The advancement of human induced pluripotent stem cell (iPSC) technology and its differentiation to various somatic lineages has enabled the development of next generation, physiologically cell types that do not rely on embryonic stem cells (ESCs) or primary cell sources, and can be derived repeatedly from iPSCs, a replenishable source with unlimited self-renewal potential. One of the most successfully differentiated terminal lineages is the cardiomyocytes. The cardiomyocytes, also called cardiac muscle cells are a type of muscle cells that make up the heart/ cardiac muscles. They maintain blood circulation in the body by synchronized contractile function/ pumping of the heart, and are highly resistant to fatigue (unlike other muscle cells). Due to their critical function and limited proliferative potential, cardiomyocytes play a central role in both normal and pathological functioning of the heart.  

Directed-differentiation of iPSCs to cardiomyocytes yields spontaneously beating cells that are a valuable tool to characterize and evaluate the effect of drugs on cardiac contractility at a cellular level. Another important advantage of iPSC-derived cardiomyocytes is that they offer a more physiologically relevant model to screen drugs for contractile dysfunction and cardiotoxicity as compared to animal models.
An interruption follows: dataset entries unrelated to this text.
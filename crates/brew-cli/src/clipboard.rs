//! System clipboard integration.
//!
//! There is no portable clipboard in a terminal process, so the copy
//! export probes the usual platform tools in order (pbcopy on macOS,
//! wl-copy on Wayland, xclip on X11) and pipes the text to the first one
//! that accepts it. When none is usable the failure is reported as
//! `ClipboardUnavailable` and nothing else changes.

use std::io::Write;
use std::process::{Command, Stdio};

use brew_core::{BookingError, Clipboard, Result};
use log::debug;

const TOOLS: &[&[&str]] = &[
    &["pbcopy"],
    &["wl-copy"],
    &["xclip", "-selection", "clipboard"],
];

/// Clipboard backed by whichever platform tool is present.
pub struct SystemClipboard;

impl Clipboard for SystemClipboard {
    fn copy(&self, text: &str) -> Result<()> {
        for tool in TOOLS {
            if try_tool(tool, text) {
                debug!("copied text via {}", tool[0]);
                return Ok(());
            }
        }
        Err(BookingError::clipboard(
            "no clipboard tool found (tried pbcopy, wl-copy, xclip)",
        ))
    }
}

fn try_tool(tool: &[&str], text: &str) -> bool {
    let Ok(mut child) = Command::new(tool[0])
        .args(&tool[1..])
        .stdin(Stdio::piped())
        .stdout(Stdio::null())
        .stderr(Stdio::null())
        .spawn()
    else {
        return false;
    };

    if let Some(stdin) = child.stdin.as_mut() {
        if stdin.write_all(text.as_bytes()).is_err() {
            return false;
        }
    }
    matches!(child.wait(), Ok(status) if status.success())
}
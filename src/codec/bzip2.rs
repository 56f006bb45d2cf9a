//! BZip2 codec (method 12).

use std::io::{self, Read, Write};

use bzip2::Compression;
use bzip2::read::BzDecoder;
use bzip2::write::BzEncoder;

/// BZip2 decoder.
pub struct Bzip2Decoder<R> {
    inner: BzDecoder<R>,
}

impl<R> std::fmt::Debug for Bzip2Decoder<R> {
    fn fmt(&self, f: &mut std::fmt::Formatter<'_>) -> std::fmt::Result {
        f.debug_struct("Bzip2Decoder").finish_non_exhaustive()
    }
}

impl<R: Read> Bzip2Decoder<R> {
    /// Creates a new BZip2 decoder.
    pub fn new(input: R) -> Self {
        Self {
            inner: BzDecoder::new(input),
        }
    }
}

impl<R: Read> Read for Bzip2Decoder<R> {
    fn read(&mut self, buf: &mut [u8]) -> io::Result<usize> {
        self.inner.read(buf)
    }
}

/// BZip2 encoder.
pub struct Bzip2Encoder<W: Write> {
    inner: BzEncoder<W>,
}

impl<W: Write> std::fmt::Debug for Bzip2Encoder<W> {
    fn fmt(&self, f: &mut std::fmt::Formatter<'_>) -> std::fmt::Result {
        f.debug_struct("Bzip2Encoder").finish_non_exhaustive()
    }
}

impl<W: Write> Bzip2Encoder<W> {
    /// Creates a new encoder. BZip2 has no level 0; it is raised to 1.
    pub fn new(output: W, level: u32) -> Self {
        Self {
            inner: BzEncoder::new(output, Compression::new(level.clamp(1, 9))),
        }
    }

    /// Finishes encoding and returns the underlying writer.
    pub fn try_finish(self) -> io::Result<W> {
        self.inner.finish()
    }
}

impl<W: Write> Write for Bzip2Encoder<W> {
    fn write(&mut self, buf: &[u8]) -> io::Result<usize> {
        self.inner.write(buf)
    }

    fn flush(&mut self) -> io::Result<()> {
        self.inner.flush()
    }
}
Applied StemCell, an expert in stem cell and somatic differentiation technologies offers a high-quality yet affordable custom service to differentiate iPSCs to cardiomyocytes using the most current and efficient differentiation protocols:  

  • Optimized and standardized protocols for faster and high purity (>80%) cardiomyocyte differentiation
  • Differentiation from healthy, disease and genome editing iPSCs from various sources (fibroblasts, PBMCs, cord blood, HSCs, and more)
  • Spontaneously beating cell clusters; expression of cardiomyocyte lineage biomarkers*
  • Integration-free, proprietary induction protocol and reagents
  • Cost-effective, reliable differentiation

* Other characterization and downstream services for drug testing and toxicity screening also available

Workflow includes:

  • iPSC recovery and expansion
  • Pathogen screening (if not provided)
  • Directed differentiation to cardiomyocyte
  • QC: Antibody staining (cTnT, SMA); video (beating cells); recovery test

Deliverables:

  • Cardiomyocytes differentiated from iPSCs; options available for quantity (Ex. small scale:2 million differentiated cells; medium scale: 2-10 million differentiated cells; large scale: 10-100 million cells).
  • QC data: Antibody staining (cTnT, SMA) and video of beating differentiated cells (before cryopreservation), recovery and mycoplasma tests.
  • Milestone updates/ reports

Timeline: 4-6 weeks

Applications:

  • Disease Modeling
  • In vitro drug testing and cardiotoxicity screening
  • Transplantation research
  • Study approaches to regenerative medicine

Video of Beating Cardiomyocytes Differentiated from a Control iPSC Line

The videos seen on the top of the page show beating, cardiomyocytes that were differentiated from an integration-free, control human iPSC line. The cardiomyocytes were on day 3 of recovery after cryopreservation (cryopreserved on day 10 of post-differentiation). The videos were taken by bright-field microscopy at 20x magnification.